Rossi v. Billmyre
Filing
48
ORDER denying 47 Plaintiff's Motion for Writ of Garnishment to the Collier County Clerk of the Circuit Court. See Order for details. Signed by Magistrate Judge Mac R. McCoy on 7/5/2017. (JTM)
UNITED STATES DISTRICT COURT
MIDDLE DISTRICT OF FLORIDA
FORT MYERS DIVISION
PATRICK ROSSI, an individual
Plaintiff,
v.
Case No: 2:15-cv-180-FtM-29MRM
GARY BILLMYRE,
Defendant.
/
ORDER
This cause comes before the Court on Plaintiff’s Motion for Writ of Garnishment to the
Collier County Clerk of the Circuit Court (Doc. 47) filed on June 27, 2017.
I.
Background
Plaintiff states that judgment was entered against Defendant Gary Billmyre on November
15, 2016, awarding Plaintiff $170,482.79, plus interest accruing at the rate of 0.7% per annum
since November 15, 2016. (Id. (citing Doc. 34)). Plaintiff notes that the Court later granted
Plaintiff’s Motion for Attorney Fees and Costs and entered an additional judgment against
Defendant in an amount totaling $13,424.28, plus interest accruing at the rate of 0.86% per
annum since January 11, 2017. (Id. (citing Docs. 36-37)).
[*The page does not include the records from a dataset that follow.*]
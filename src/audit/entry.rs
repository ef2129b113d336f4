//! Audit Entry Types
//!
//! One immutable entry per attempted action, successful or not. Entries are
//! never mutated or deleted inside the retention window.

use serde::{Deserialize, Serialize};
use uuid::Uuid;

use crate::core_types::OrgId;
use crate::lifecycle::status::ExportStatus;

/// Classification of an audit entry, drives the retention tier
#[derive(Debug, Clone, Copy, PartialEq, Eq, Serialize, Deserialize)]
#[serde(rename_all = "SCREAMING_SNAKE_CASE")]
pub enum AuditKind {
    /// A state-machine transition attempt
    Transition,
    /// An attempt rejected for authorization reasons - security relevant,
    /// retained longer
    AuthRejection,
    /// Document attach/deactivate
    Document,
    /// Export record creation
    Creation,
}

/// Immutable record of one attempted action
#[derive(Debug, Clone, Serialize, Deserialize)]
pub struct StatusTransition {
    pub entry_id: Uuid,
    pub export_id: String,
    pub actor_id: String,
    pub actor_org: OrgId,
    pub kind: AuditKind,
    #[serde(default, skip_serializing_if = "Option::is_none")]
    pub from_status: Option<ExportStatus>,
    #[serde(default, skip_serializing_if = "Option::is_none")]
    pub to_status: Option<ExportStatus>,
    /// Wire spelling of the attempted action
    pub action: String,
    pub timestamp_ms: i64,
    pub success: bool,
    /// Rejection cause or business reason
    #[serde(default, skip_serializing_if = "Option::is_none")]
    pub reason: Option<String>,
    #[serde(default, skip_serializing_if = "Option::is_none")]
    pub ip_address: Option<String>,
    #[serde(default, skip_serializing_if = "Option::is_none")]
    pub user_agent: Option<String>,
}

/// Best-effort filter for compliance queries
#[derive(Debug, Clone, Default)]
pub struct AuditFilter {
    pub export_id: Option<String>,
    pub actor_org: Option<OrgId>,
    pub action: Option<String>,
    pub success: Option<bool>,
    pub since_ms: Option<i64>,
    pub until_ms: Option<i64>,
}

impl AuditFilter {
    pub fn for_export(export_id: impl Into<String>) -> Self {
        Self {
            export_id: Some(export_id.into()),
            ..Default::default()
        }
    }

    pub fn matches(&self, entry: &StatusTransition) -> bool {
        if let Some(id) = &self.export_id {
            if &entry.export_id != id {
                return false;
            }
        }
        if let Some(org) = &self.actor_org {
            if &entry.actor_org != org {
                return false;
            }
        }
        if let Some(action) = &self.action {
            if &entry.action != action {
                return false;
            }
        }
        if let Some(success) = self.success {
            if entry.success != success {
                return false;
            }
        }
        if let Some(since) = self.since_ms {
            if entry.timestamp_ms < since {
                return false;
            }
        }
        if let Some(until) = self.until_ms {
            if entry.timestamp_ms > until {
                return false;
            }
        }
        true
    }
}

#[cfg(test)]
mod tests {
    use super::*;

    fn entry(export_id: &str, action: &str, success: bool) -> StatusTransition {
        StatusTransition {
            entry_id: Uuid::new_v4(),
            export_id: export_id.to_string(),
            actor_id: "user-1".to_string(),
            actor_org: OrgId::from("awash"),
            kind: AuditKind::Transition,
            from_status: Some(ExportStatus::Draft),
            to_status: Some(ExportStatus::ExchangePending),
            action: action.to_string(),
            timestamp_ms: 1_000,
            success,
            reason: None,
            ip_address: None,
            user_agent: None,
        }
    }

    #[test]
    fn test_filter_by_export_and_outcome() {
        let e = entry("exp-1", "submitToExchange", true);

        assert!(AuditFilter::for_export("exp-1").matches(&e));
        assert!(!AuditFilter::for_export("exp-2").matches(&e));

        let failed_only = AuditFilter {
            success: Some(false),
            ..Default::default()
        };
        assert!(!failed_only.matches(&e));
    }

    #[test]
    fn test_filter_time_window() {
        let e = entry("exp-1", "cancel", true);
        let window = AuditFilter {
            since_ms: Some(500),
            until_ms: Some(1_500),
            ..Default::default()
        };
        assert!(window.matches(&e));

        let before = AuditFilter {
            until_ms: Some(999),
            ..Default::default()
        };
        assert!(!before.matches(&e));
    }

    #[test]
    fn test_empty_filter_matches_all() {
        assert!(AuditFilter::default().matches(&entry("x", "cancel", false)));
    }
}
Plaintiff states that both judgments
remain unsatisfied. (Id. at 2).
Plaintiff seeks the issuance of a writ of garnishment against the Collier County Clerk of
the Circuit Court in connection with a Supplemental Final Judgment Inclusive of Fees and Costs
(“Collier County Judgment”) entered on October 4, 2016 against John Pulling, Jr. and Marsha
Pulling and in favor of Gary Billmyre and Billmyre Enterprises, Inc. by the 20th Judicial Circuit
Court in and for Collier County, Florida in the matter styled Pulling v. Billmyre Enterprises, Inc.,
Collier County Circuit Court Case No. 10-5553-CA. (Id.). Plaintiff states that the Collier
County Judgment awarded Defendant Gary Billmyre and Billmyre Enterprises, Inc. an amount
totaling $289,528.28 against John Pulling, Jr. and Marsha Pulling. (Id.). Plaintiff notes that this
Court previously issued writs of garnishment directed to Billmyre Enterprises, Inc., John Pulling,
Jr., and Marsha Pulling in connection with the Collier County Judgment. (Id. (citing Docs. 4042)).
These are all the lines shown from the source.